Lazos de sangre y de hermandad visibles e invisibles unen el mundo de los objetos con el hombre. Las cosas hacen al hombre, tanto como el hombre hace a las cosas.

Pero más: para el cristiano todo el dinamismo y servicio del universo hacia el hombre es fruto de un Querer trascendente. Dios está detrás de la materia creándola, ordenándola hacia nosotros. Las cosas no son mero objetos, son vehículo, instrumento, mensaje, del libre querer divino. El latir existencial de la naturaleza es epifanía de la Divinidad. Así lo ha entendido siempre la humanidad hasta nuestra desacralizada época. Dios, cosas, mundo, hombre, todos misteriosamente vinculados, conectados.

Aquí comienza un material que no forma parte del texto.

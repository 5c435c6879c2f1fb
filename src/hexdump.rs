//! Canonical hex dump rendering for small buffers.
//!
//! ```text
//! 00000000  68 65 6c 6c 6f 20 77 6f  72 6c 64 0a              |hello world.|
//! ```

use std::fmt::Write;

/// Buffers at or above this size are not dumped.
pub const DUMP_LIMIT: usize = 2048;

const BYTES_PER_LINE: usize = 16;

/// Width of the hex column including its trailing separator.
const HEX_WIDTH: usize = BYTES_PER_LINE * 3 + 2;

/// Whether a buffer of `len` bytes is small enough to dump.
pub fn should_dump(len: usize) -> bool {
    len < DUMP_LIMIT
}

/// Render `data` as offset / hex / ASCII lines, each ending in `\n`.
pub fn dump(data: &[u8]) -> String {
    let mut out = String::with_capacity(data.len().div_ceil(BYTES_PER_LINE) * 79);

    for (line, chunk) in data.chunks(BYTES_PER_LINE).enumerate() {
        let mut hex = String::with_capacity(HEX_WIDTH);
        for (i, byte) in chunk.iter().enumerate() {
            let _ = write!(hex, "{byte:02x} ");
            if i == 7 || i == 15 {
                hex.push(' ');
            }
        }

        let ascii: String = chunk
            .iter()
            .map(|&b| {
                if (0x20..=0x7e).contains(&b) {
                    b as char
                } else {
                    '.'
                }
            })
            .collect();

        let _ = writeln!(
            out,
            "{:08x}  {hex:<width$}|{ascii}|",
            line * BYTES_PER_LINE,
            width = HEX_WIDTH
        );
    }

    out
}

Sería largo hablar de esto. Pero hay lugares, objetos, hombres, en donde Dios o Su poder, se manifiestan o vinculan de modo más especial. Para los antiguos: los árboles o montañas sagradas, los fetiches, los templos, los amuletos, los brujos, los santones.

En Israel: la encina de Mambré, el Sinaí, el arca de la alianza, luego, el templo de Jerusalén.


Monte Sinaí

El cristianismo no viene a abolir todo esto. Al contrario: lo asume y lleva a plenitud. También lo material, los objetos, son usados para manifestar y vehiculizar el poder divino. De manera antonomástica, en los Sacramentos.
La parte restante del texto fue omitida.